The usual operation of "mining" is "increasing liquidity", only a small part of the operation is "single currency pledge", and even "single currency pledge" is risky, which is another lesson for everyone, we DeFi's ultra-high returns come from "ultra-high risks".
"Liquidity Risk".
Friends who have added "liquidity" should know that this risk is closely related to the currency price of A/B. If both sides are falling, the overall value of A/B's LPs will actually decline, and if A/B Both sides of B are rising, and the overall value is rising. If it does not rise or fall, the overall value will remain unchanged, but it will always change.
Therefore, the variety selected as the "liquid LP certificate" determines the size of your risk coefficient here. Many people see APY100000%, so they must know that they may start to lose money the second they buy it. Exchanging time for space is completely gambling, but gambling can also win. When you make money, it means that you have won the bet. When you lose money, it is naturally a bet that you have lost.
And because "adding liquidity" is done on the chain, there will be no data dumping similar to exchanges, and all data can be found on the chain, so it can only be said that it is profit-making trading, and It is basically a "running fast" game, unless you are targeted by big funds, otherwise "the person who is trapped will always be trapped".
This is the reason why so many "soil mines" were finally "disappeared" in the mining stage when DeFi first started last year, and Sushi and other mines that had invested in capital survived. Some people took a fancy to it. So if you are digging for a long time, you must make sure that this mine is "qualified" to be targeted by "big funds".
This is also the reason for the Bags and other mining fires on Heco. The reason is that there are really many people CX in it, and the effect of making money is really exaggerated. After all, it is the only one of all algorithmic stablecoins except Bdo that exceeds 1 It's a month, and the Bdo on the BSC has survived for 3 months, and most of the time is "on the water".
So here we know that the risk of "adding liquidity certificate LP" is huge, and it is precisely because of this huge risk that the income is very considerable, so this is the same as investment in our real society, the greater the risk, the greater the return, there is no contradictory relationship.
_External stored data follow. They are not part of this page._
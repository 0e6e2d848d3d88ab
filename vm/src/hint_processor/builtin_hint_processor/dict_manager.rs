use std::collections::HashMap;

use crate::{
    types::relocatable::{MaybeRelocatable, Relocatable},
    vm::{errors::hint_errors::HintError, vm_core::VirtualMachine},
};

/// Keeps the host-side contents of every dict a program creates, keyed by
/// the index of the segment holding the dict's `DictAccess` records.
#[derive(PartialEq, Eq, Debug, Clone, Default)]
pub struct DictManager {
    pub trackers: HashMap<isize, DictTracker>,
}

/// One dict access as logged by the tracker, in write order.
#[derive(PartialEq, Eq, Debug, Clone)]
pub struct TrackedAccess {
    pub key: MaybeRelocatable,
    pub prev_value: MaybeRelocatable,
    pub new_value: MaybeRelocatable,
}

#[derive(PartialEq, Eq, Debug, Clone)]
pub struct DictTracker {
    pub data: Dictionary,
    // First unused address of the dict segment.
    pub current_ptr: Relocatable,
    pub accesses: Vec<TrackedAccess>,
}

#[derive(PartialEq, Eq, Debug, Clone)]
pub enum Dictionary {
    SimpleDictionary(HashMap<MaybeRelocatable, MaybeRelocatable>),
    DefaultDictionary {
        dict: HashMap<MaybeRelocatable, MaybeRelocatable>,
        default_value: MaybeRelocatable,
    },
}

impl Dictionary {
    fn get(&mut self, key: &MaybeRelocatable) -> Option<&MaybeRelocatable> {
        match self {
            Self::SimpleDictionary(dict) => dict.get(key),
            Self::DefaultDictionary {
                dict,
                default_value,
            } => Some(
                dict.entry(key.clone())
                    .or_insert_with(|| default_value.clone()),
            ),
        }
    }

    fn insert(&mut self, key: &MaybeRelocatable, value: &MaybeRelocatable) {
        let dict = match self {
            Self::SimpleDictionary(dict) => dict,
            Self::DefaultDictionary { dict, .. } => dict,
        };
        dict.insert(key.clone(), value.clone());
    }
}

impl DictManager {
    pub fn new() -> Self {
        DictManager {
            trackers: HashMap::new(),
        }
    }

    /// Allocates a segment for a new dict and starts tracking it with
    /// `initial_dict` as its contents.
    pub fn new_dict(
        &mut self,
        vm: &mut VirtualMachine,
        initial_dict: HashMap<MaybeRelocatable, MaybeRelocatable>,
    ) -> Result<MaybeRelocatable, HintError> {
        let base = self.reserve_segment(vm)?;
        self.trackers
            .insert(base.segment_index, DictTracker::new_with_initial(base, initial_dict));
        Ok(MaybeRelocatable::RelocatableValue(base))
    }

    /// Like `new_dict`, but reads of missing keys yield `default_value`.
    pub fn new_default_dict(
        &mut self,
        vm: &mut VirtualMachine,
        default_value: &MaybeRelocatable,
        initial_dict: Option<HashMap<MaybeRelocatable, MaybeRelocatable>>,
    ) -> Result<MaybeRelocatable, HintError> {
        let base = self.reserve_segment(vm)?;
        self.trackers.insert(
            base.segment_index,
            DictTracker::new_default_dict(base, default_value, initial_dict),
        );
        Ok(MaybeRelocatable::RelocatableValue(base))
    }

    fn reserve_segment(&self, vm: &mut VirtualMachine) -> Result<Relocatable, HintError> {
        let base = vm.add_memory_segment();
        if self.trackers.contains_key(&base.segment_index) {
            return Err(HintError::CantCreateDictionaryOnTakenSegment(
                base.segment_index,
            ));
        }
        Ok(base)
    }

    /// The tracker of the dict `dict_ptr` points into. `dict_ptr` must be
    /// the tracker's current end.
    pub fn get_tracker_mut(&mut self, dict_ptr: Relocatable) -> Result<&mut DictTracker, HintError> {
        let tracker = self
            .trackers
            .get_mut(&dict_ptr.segment_index)
            .ok_or(HintError::NoDictTracker(dict_ptr.segment_index))?;
        if tracker.current_ptr != dict_ptr {
            return Err(HintError::MismatchedDictPtr(Box::new((
                tracker.current_ptr,
                dict_ptr,
            ))));
        }
        Ok(tracker)
    }

    pub fn get_tracker(&self, dict_ptr: Relocatable) -> Result<&DictTracker, HintError> {
        let tracker = self
            .trackers
            .get(&dict_ptr.segment_index)
            .ok_or(HintError::NoDictTracker(dict_ptr.segment_index))?;
        if tracker.current_ptr != dict_ptr {
            return Err(HintError::MismatchedDictPtr(Box::new((
                tracker.current_ptr,
                dict_ptr,
            ))));
        }
        Ok(tracker)
    }
}

impl DictTracker {
    pub fn new_empty(base: Relocatable) -> Self {
        DictTracker::new_with_initial(base, HashMap::new())
    }

    pub fn new_default_dict(
        base: Relocatable,
        default_value: &MaybeRelocatable,
        initial_dict: Option<HashMap<MaybeRelocatable, MaybeRelocatable>>,
    ) -> Self {
        DictTracker {
            data: Dictionary::DefaultDictionary {
                dict: initial_dict.unwrap_or_default(),
                default_value: default_value.clone(),
            },
            current_ptr: base,
            accesses: Vec::new(),
        }
    }

    pub fn new_with_initial(
        base: Relocatable,
        initial_dict: HashMap<MaybeRelocatable, MaybeRelocatable>,
    ) -> Self {
        DictTracker {
            data: Dictionary::SimpleDictionary(initial_dict),
            current_ptr: base,
            accesses: Vec::new(),
        }
    }

    /// The current contents, without the default value of a default dict.
    pub fn get_dictionary_copy(&self) -> HashMap<MaybeRelocatable, MaybeRelocatable> {
        match &self.data {
            Dictionary::SimpleDictionary(dict) => dict.clone(),
            Dictionary::DefaultDictionary { dict, .. } => dict.clone(),
        }
    }

    pub fn get_value(&mut self, key: &MaybeRelocatable) -> Result<&MaybeRelocatable, HintError> {
        self.data
            .get(key)
            .ok_or_else(|| HintError::NoValueForKey(Box::new(key.clone())))
    }

    pub fn insert_value(&mut self, key: &MaybeRelocatable, val: &MaybeRelocatable) {
        self.data.insert(key, val)
    }

    /// Stores `new_value` under `key` and appends the access to the log.
    pub fn record_access(
        &mut self,
        key: &MaybeRelocatable,
        prev_value: &MaybeRelocatable,
        new_value: &MaybeRelocatable,
    ) {
        self.data.insert(key, new_value);
        self.accesses.push(TrackedAccess {
            key: key.clone(),
            prev_value: prev_value.clone(),
            new_value: new_value.clone(),
        });
    }
}
// The `(*.0).0` syntax of thiserror falsely triggers this clippy warning
#![allow(clippy::explicit_auto_deref)]

use num_bigint::{BigInt, BigUint};
use thiserror::Error;

use crate::types::relocatable::Relocatable;
use crate::Felt252;

#[derive(Debug, Error, PartialEq)]
pub enum MathError {
    // Math functions
    #[error("{} is not divisible by {}", (*.0).0, (*.0).1)]
    SafeDivFail(Box<(Felt252, Felt252)>),
    #[error("{} is not divisible by {}", (*.0).0, (*.0).1)]
    SafeDivFailBigInt(Box<(BigInt, BigInt)>),
    #[error("{} is not divisible by {}", (*.0).0, (*.0).1)]
    SafeDivFailUsize(Box<(usize, usize)>),
    #[error("Attempted to divide by zero")]
    DividedByZero,
    #[error("Failed to calculate the square root of: {0})")]
    FailedToGetSqrt(Box<BigUint>),
    // Relocatable Operations
    #[error("Cant convert felt: {0} to Relocatable")]
    Felt252ToRelocatable(Box<Felt252>),
    #[error("Operation failed: {} - {}, offsets cant be negative", (*.0).0, (*.0).1)]
    RelocatableSubFelt252NegOffset(Box<(Relocatable, Felt252)>),
    #[error("Operation failed: {} - {}, offsets cant be negative", (*.0).0, (*.0).1)]
    RelocatableSubUsizeNegOffset(Box<(Relocatable, usize)>),
    #[error("Operation failed: {} + {}, maximum offset value exceeded", (*.0).0, (*.0).1)]
    RelocatableAddFelt252OffsetExceeded(Box<(Relocatable, Felt252)>),
    #[error("Operation failed: {} + {}, maximum offset value exceeded", (*.0).0, (*.0).1)]
    RelocatableAddUsizeOffsetExceeded(Box<(Relocatable, usize)>),
    #[error("Operation failed: {} + {}, can't add two relocatable values", (*.0).0, (*.0).1)]
    RelocatableAdd(Box<(Relocatable, Relocatable)>),
    #[error("Operation failed: {} - {}, can't subtract two relocatable values with different segment indexes", (*.0).0, (*.0).1)]
    RelocatableSubDiffIndex(Box<(Relocatable, Relocatable)>),
    #[error("Operation failed {} - {}, can't subtract a relocatable value from an integer", (*.0).0, (*.0).1)]
    SubRelocatableFromInt(Box<(Felt252, Relocatable)>),
    // Type conversions
    #[error("Conversion to u32 failed for Felt252 {0}")]
    Felt252ToU32Conversion(Box<Felt252>),
    #[error("Conversion to usize failed for Felt252 {0}")]
    Felt252ToUsizeConversion(Box<Felt252>),
}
"The Risks of Single Currency Staking".
Don't think that "single currency pledge" has no risk. The risk of "single currency pledge" is greater than that of "liquidity pledge LP". Mainstream currency” or “stable currency”.
A 50% drop in single-currency pledges means a real 50% drop in overall value, while a 50% drop in LP is only a 25-30% drop in overall value.
Therefore, "single-currency pledge" is divided into "free whoring" and "non-white whoring". Mining coins dig themselves;
"White prostitutes may also fall." After all, mainstream currencies such as eth and btc are not static, so there are risks.
contract risk.
This risk is also huge. The most interesting thing about playing BSC recently is the audit of the contract. The audit giant CTK does not know how many "running BSC dogs" have been audited. It is absolutely amazing.
It's like, I'm playing a bomb explosion countdown game, and it's a 10-second countdown. You put a few bags of gold next to the explosives. Now I run to pick them up and run to a safe range for about 9 seconds. What am I going to do? To pick up money, or to pick up money. (dynamite may explode prematurely)
So you can say that the risk is not big. Those who are audited will run away, let alone not audited, so it is an unsafe thing from the beginning.
In summary.
In summary.
DeFi's ultra-high returns come from the ultra-high risks of DeFi. People may lose money in business for a few months before losing money, while DeFi may lose money in a second. After the money is spent, the other party is gone, and then Game Over.